- _SOURCE INFORMATION_

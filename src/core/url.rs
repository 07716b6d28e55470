/// Repository location parsing
///
/// Splits a repository URL (https or scp-style ssh) or a local directory
/// into the owner and repository names stored in the catalog.

use crate::error::{CatalogError, Result};
use regex::Regex;
use std::path::Path;

/// Owner used for local directories without a usable parent name
const LOCAL_OWNER: &str = "local";

/// Where a repository comes from
#[derive(Debug, Clone, PartialEq, Eq)]
pub enum RepoLocation {
    /// Cloned from a remote URL
    Remote(String),
    /// Read in place from a directory on disk
    Local(String),
}

impl RepoLocation {
    /// Classify a user-supplied location. Existing directories are local.
    pub fn from_input(input: &str) -> Self {
        let trimmed = input.trim();
        if Path::new(trimmed).is_dir() {
            RepoLocation::Local(trimmed.to_string())
        } else {
            RepoLocation::Remote(trimmed.to_string())
        }
    }

    pub fn as_str(&self) -> &str {
        match self {
            RepoLocation::Remote(url) | RepoLocation::Local(url) => url,
        }
    }
}

/// Parses repository URLs into (owner, repo)
pub struct UrlParser {
    patterns: Vec<Regex>,
}

impl UrlParser {
    pub fn new() -> Self {
        let patterns = [
            // https://github.com/owner/repo(.git)
            r"^https?://(?:www\.)?[^/\s]+/(?P<owner>[^/\s]+)/(?P<repo>[^/\s]+?)(?:\.git)?/?$",
            // git@github.com:owner/repo(.git)
            r"^[\w.-]+@[^:\s]+:(?P<owner>[^/\s]+)/(?P<repo>[^/\s]+?)(?:\.git)?/?$",
            // ssh://git@host/owner/repo(.git)
            r"^ssh://[^/\s]+/(?P<owner>[^/\s]+)/(?P<repo>[^/\s]+?)(?:\.git)?/?$",
        ]
        .iter()
        .filter_map(|p| Regex::new(p).ok())
        .collect();

        Self { patterns }
    }

    /// Owner and repository name for a URL or local path
    pub fn parse(&self, location: &RepoLocation) -> Result<(String, String)> {
        match location {
            RepoLocation::Remote(url) => self.parse_url(url),
            RepoLocation::Local(path) => parse_local(Path::new(path)),
        }
    }

    pub fn parse_url(&self, url: &str) -> Result<(String, String)> {
        let url = url.trim().trim_end_matches('/');
        if url.is_empty() {
            return Err(CatalogError::InvalidUrl(url.to_string()));
        }

        for pattern in &self.patterns {
            if let Some(caps) = pattern.captures(url) {
                let owner = caps["owner"].to_string();
                let repo = caps["repo"].to_string();
                if !repo.is_empty() {
                    return Ok((owner, repo));
                }
            }
        }

        // Deeper paths (gitlab subgroups, etc.): the last two segments
        let path = url.split_once("://").map(|(_, rest)| rest).unwrap_or(url);
        let segments: Vec<&str> = path.split('/').filter(|s| !s.is_empty()).collect();
        if segments.len() >= 3 {
            let repo = segments[segments.len() - 1].trim_end_matches(".git");
            let owner = segments[segments.len() - 2];
            if !repo.is_empty() {
                return Ok((owner.to_string(), repo.to_string()));
            }
        }

        Err(CatalogError::InvalidUrl(url.to_string()))
    }
}

impl Default for UrlParser {
    fn default() -> Self {
        Self::new()
    }
}

/// Owner and repository name for a URL or an existing local directory
pub fn parse_repo_url(input: &str) -> Result<(String, String)> {
    UrlParser::new().parse(&RepoLocation::from_input(input))
}

fn parse_local(path: &Path) -> Result<(String, String)> {
    let absolute = if path.is_absolute() {
        path.to_path_buf()
    } else {
        std::env::current_dir()?.join(path)
    };

    let name = |p: &Path| {
        p.file_name()
            .and_then(|name| name.to_str())
            .map(|s| s.to_string())
    };

    let repo = name(&absolute)
        .ok_or_else(|| CatalogError::InvalidUrl(path.display().to_string()))?;
    let owner = absolute
        .parent()
        .and_then(name)
        .unwrap_or_else(|| LOCAL_OWNER.to_string());

    Ok((owner, repo))
}
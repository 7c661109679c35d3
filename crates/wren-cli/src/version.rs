use async_trait::async_trait;
use serde::Deserialize;
use wren_core::{Error, Result, VersionSource};

const REGISTRY_URL: &str = "https://crates.io/api/v1/crates/wren-core";

/// Latest published version according to the crates.io registry.
pub struct CratesIoSource {
    client: reqwest::Client,
}

impl CratesIoSource {
    pub fn new() -> Self {
        Self {
            client: reqwest::Client::new(),
        }
    }
}

#[derive(Deserialize)]
struct RegistryResponse {
    #[serde(rename = "crate")]
    krate: RegistryCrate,
}

#[derive(Deserialize)]
struct RegistryCrate {
    max_version: String,
}

#[async_trait]
impl VersionSource for CratesIoSource {
    async fn latest(&self) -> Result<String> {
        let response = self
            .client
            .get(REGISTRY_URL)
            .header(
                reqwest::header::USER_AGENT,
                concat!("wren/", env!("CARGO_PKG_VERSION")),
            )
            .send()
            .await
            .map_err(|e| Error::VersionLookup(e.to_string()))?
            .error_for_status()
            .map_err(|e| Error::VersionLookup(e.to_string()))?;

        let body: RegistryResponse = response
            .json()
            .await
            .map_err(|e| Error::VersionLookup(e.to_string()))?;

        Ok(body.krate.max_version)
    }
}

- _PROBLEM TO SOLVE_
If a line in the records above contains "RegistryCrate", copy that line.

- _TASK RESULT_
    krate: RegistryCrate,
struct RegistryCrate {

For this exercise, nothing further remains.